Case in point: Mr. Paul (R-Ky.) is scheduled to hold a fund-raising reception at the Cannabis Business Summit where I’m currently digging my cowboy boots into the ground. The Summit is a major marijuana industry trade show in Denver, Colorado where top lawyers, doctors, business owners, and scientists congregate to discuss the emerging cannabis market.
Co-sponsored by the National Cannabis Industry Association (“NCIA”), the Kentucky senator will address medical marijuana policy and banking regulations for marijuana-related businesses. Rand Paul does a decent job of making you believe he loves your liberty when it comes to pot. He calls himself a libertarian, although he is not a member of the Libertarian Party.
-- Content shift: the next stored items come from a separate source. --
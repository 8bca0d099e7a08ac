//! NFC Forum Type 4 Tag access through an APDU delegate.
//!
//! A Type 4 tag exposes the NDEF Tag Application, holding a capability container (CC)
//! file and an NDEF file. The NDEF file starts with a 2-octet length (NLEN) followed by
//! the NDEF message itself.

pub use apdu::core::HandlerInCtx;
pub use apdu::{Command, Response};

use apdu::command;

const NDEF_AID: [u8; 7] = [0xD2, 0x76, 0x00, 0x00, 0x85, 0x01, 0x01];
const EF_CC: [u8; 2] = [0xE1, 0x03];

const SELECT_P1_NAME: u8 = 0x04;
const SELECT_P2_NAME: u8 = 0x00;
const SELECT_P1_ID: u8 = 0x00;
const SELECT_P2_ID: u8 = 0x0C;

const UPDATE_CLA: u8 = 0x00;
const UPDATE_INS: u8 = 0xD6;

const CC_LEN: u16 = 15;
const NDEF_FILE_CONTROL_TLV: u8 = 0x04;
const ACCESS_GRANTED: u8 = 0x00;

const NLEN_SIZE: u16 = 2;
const MAX_OFFSET: u16 = 0x7FFF;
const MAX_SHORT_LENGTH: u16 = 0xFF;

#[derive(Debug, thiserror::Error)]
pub enum Error {
    #[error("The tag returned an error: {0}")]
    Apdu(#[from] apdu::Error),

    #[error("The capability container of the tag is malformed")]
    InvalidCapabilityContainer,

    #[error("The NDEF file is not readable")]
    NotReadable,

    #[error("The NDEF file is read-only")]
    ReadOnly,

    #[error("The message needs {required} octets but the tag holds {available} octets at most")]
    Capacity { required: usize, available: usize },

    #[error("The tag returned no data at offset {0}")]
    ShortRead(u16),
}

pub type Result<T> = std::result::Result<T, Error>;

/// Parsed capability container of the tag.
#[derive(Debug, Clone, PartialEq, Eq)]
pub struct CapabilityContainer {
    /// Maximum octets a READ BINARY may return.
    pub max_le: u16,

    /// Maximum octets an UPDATE BINARY may carry.
    pub max_lc: u16,

    pub file_id: [u8; 2],
    pub max_size: u16,
    pub read_access: u8,
    pub write_access: u8,
}

impl CapabilityContainer {
    /// Parses the CC file, rejecting zero chunk sizes and files too small for NLEN.
    pub fn parse(buf: &[u8]) -> Result<Self> {
        match buf {
            [_, _, _, le_hi, le_lo, lc_hi, lc_lo, NDEF_FILE_CONTROL_TLV, tlv_len, id_hi, id_lo, size_hi, size_lo, read_access, write_access, ..]
                if *tlv_len >= 6 =>
            {
                let cc = Self {
                    max_le: u16::from_be_bytes([*le_hi, *le_lo]),
                    max_lc: u16::from_be_bytes([*lc_hi, *lc_lo]),
                    file_id: [*id_hi, *id_lo],
                    max_size: u16::from_be_bytes([*size_hi, *size_lo]),
                    read_access: *read_access,
                    write_access: *write_access,
                };

                match cc.max_le == 0 || cc.max_lc == 0 || cc.max_size < NLEN_SIZE {
                    true => Err(Error::InvalidCapabilityContainer),
                    _ => Ok(cc),
                }
            }
            _ => Err(Error::InvalidCapabilityContainer),
        }
    }

    /// Largest NDEF message the tag can hold.
    pub fn capacity(&self) -> usize {
        (self.max_size.min(MAX_OFFSET) - NLEN_SIZE) as usize
    }
}

/// A Type 4 tag whose NDEF file is selected.
pub struct Type4Tag<'a, T>
where
    T: HandlerInCtx<()>,
{
    delegate: &'a T,
    cc: CapabilityContainer,
}

impl<'a, T> Type4Tag<'a, T>
where
    T: HandlerInCtx<()>,
{
    /// Selects the NDEF application, reads the CC, then selects the NDEF file.
    pub fn open(delegate: &'a T) -> Result<Self> {
        handle(delegate, command::select_file(SELECT_P1_NAME, SELECT_P2_NAME, NDEF_AID.into()))?;
        handle(delegate, command::select_file(SELECT_P1_ID, SELECT_P2_ID, EF_CC.into()))?;

        let cc = CapabilityContainer::parse(&read(delegate, 0, CC_LEN, MAX_SHORT_LENGTH)?)?;
        handle(delegate, command::select_file(SELECT_P1_ID, SELECT_P2_ID, cc.file_id.into()))?;

        Ok(Self { delegate, cc })
    }

    /// The capability container read while opening the tag.
    pub fn capability_container(&self) -> &CapabilityContainer {
        &self.cc
    }

    /// Reads the NDEF message stored in the tag.
    pub fn read_ndef(&self) -> Result<Vec<u8>> {
        if self.cc.read_access != ACCESS_GRANTED {
            return Err(Error::NotReadable);
        }

        let nlen = read(self.delegate, 0, NLEN_SIZE, self.cc.max_le)?;
        let nlen = u16::from_be_bytes([nlen[0], nlen[1]]);
        if nlen as usize > self.cc.capacity() {
            return Err(Error::Capacity {
                required: nlen as usize,
                available: self.cc.capacity(),
            });
        }

        read(self.delegate, NLEN_SIZE, nlen, self.cc.max_le)
    }

    /// Overwrites the NDEF file with the message.
    /// NLEN is zeroed while writing so a torn write leaves an empty tag, not a broken one.
    pub fn write_ndef(&self, message: &[u8]) -> Result<()> {
        if self.cc.write_access != ACCESS_GRANTED {
            return Err(Error::ReadOnly);
        }
        if message.len() > self.cc.capacity() {
            return Err(Error::Capacity {
                required: message.len(),
                available: self.cc.capacity(),
            });
        }

        let nlen = (message.len() as u16).to_be_bytes();

        self.update(0, &[0x00, 0x00])?;
        self.update(NLEN_SIZE, message)?;
        self.update(0, &nlen)
    }

    fn update(&self, offset: u16, data: &[u8]) -> Result<()> {
        let chunk = self.cc.max_lc.min(MAX_SHORT_LENGTH) as usize;
        let mut pos = offset;

        for fragment in data.chunks(chunk) {
            let [p1, p2] = pos.to_be_bytes();

            handle(
                self.delegate,
                Command::new_with_payload(UPDATE_CLA, UPDATE_INS, p1, p2, fragment.to_vec()),
            )?;

            pos += fragment.len() as u16;
        }

        Ok(())
    }
}

/// Reads `len` octets from `offset` of the selected file, `max_le` octets at a time.
fn read<T>(delegate: &T, offset: u16, len: u16, max_le: u16) -> Result<Vec<u8>>
where
    T: HandlerInCtx<()>,
{
    let mut pos = offset;
    let end = offset + len;
    let mut buf: Vec<u8> = Vec::with_capacity(len as usize);

    while pos < end {
        let [p1, p2] = pos.to_be_bytes();
        let le = (end - pos).min(max_le).min(MAX_SHORT_LENGTH) as u8;

        let mut fragment = handle(delegate, command::read_binary(p1, p2, le))?;
        if fragment.is_empty() {
            return Err(Error::ShortRead(pos));
        }

        fragment.truncate((end - pos) as usize);
        pos += fragment.len() as u16;
        buf.append(&mut fragment);
    }

    Ok(buf)
}

fn handle<T>(delegate: &T, command: impl Into<Command>) -> Result<Vec<u8>>
where
    T: HandlerInCtx<()>,
{
    let response = delegate.handle_in_ctx((), command.into());

    std::result::Result::<Vec<u8>, apdu::core::Error>::from(response).map_err(|e| Error::Apdu(e.into()))
}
He cozies up to a less government philosophy but like virtually every other GOP candidate, he holds firm in his opposition to cannabis legalization.
“People who use marijuana all the time lose IQ points,” he told the Hoover Institute. He also said cannabis makes people lazy and stupid. Yet somehow he inexplicably finds himself courting those who made large sums of money helping others get high. Hmmm…
I find myself lukewarm in receiving him this week at the National Cannabis Industry Association in Denver. I am a member of the NCIA and was invited to his speaking engagements, all for the posh starting price of $2,700. The email invite declared, “Major Republican Presidential Contender at Cannabis Business Summit!”
If I were to attend a Rand Paul sermon (I will not) I would expect to hear a few things. First, he will agree with me that putting people in jail for small amounts of cannabis must stop. So far so good. I predict that is where all points of convergence end. Unless he agrees that the federal government should reschedule cannabis from a Schedule 1 to a Schedule 3 substance, we don’t have much else to talk about.
Paul has supported states’ rights to establish their own marijuana policies, and he has been a vocal supporter of decriminalizing or reducing criminal penalties for those arrested for marijuana possession. Nevertheless, Paul hasn’t championed the cause of full legalization. “I’m not really promoting legalization, but I am promoting making the penalties much less severe,” he told Fox News. I suppose the media outlet to which he gave that quote says quite a bit about Rand’s pot-loving ways.
I hope I am wrong. After all, the Kentucky senator is the first major-party presidential candidate to publicly seek support from the legal weed business.At the same time, until Rand Paul actually becomes a libertarian, acts like a libertarian, and formally takes himself off the fence about legalization, he is a Republican masquerading as a libertarian. Rand Paul continues to serve the same Republican wine in a libertarian bottle.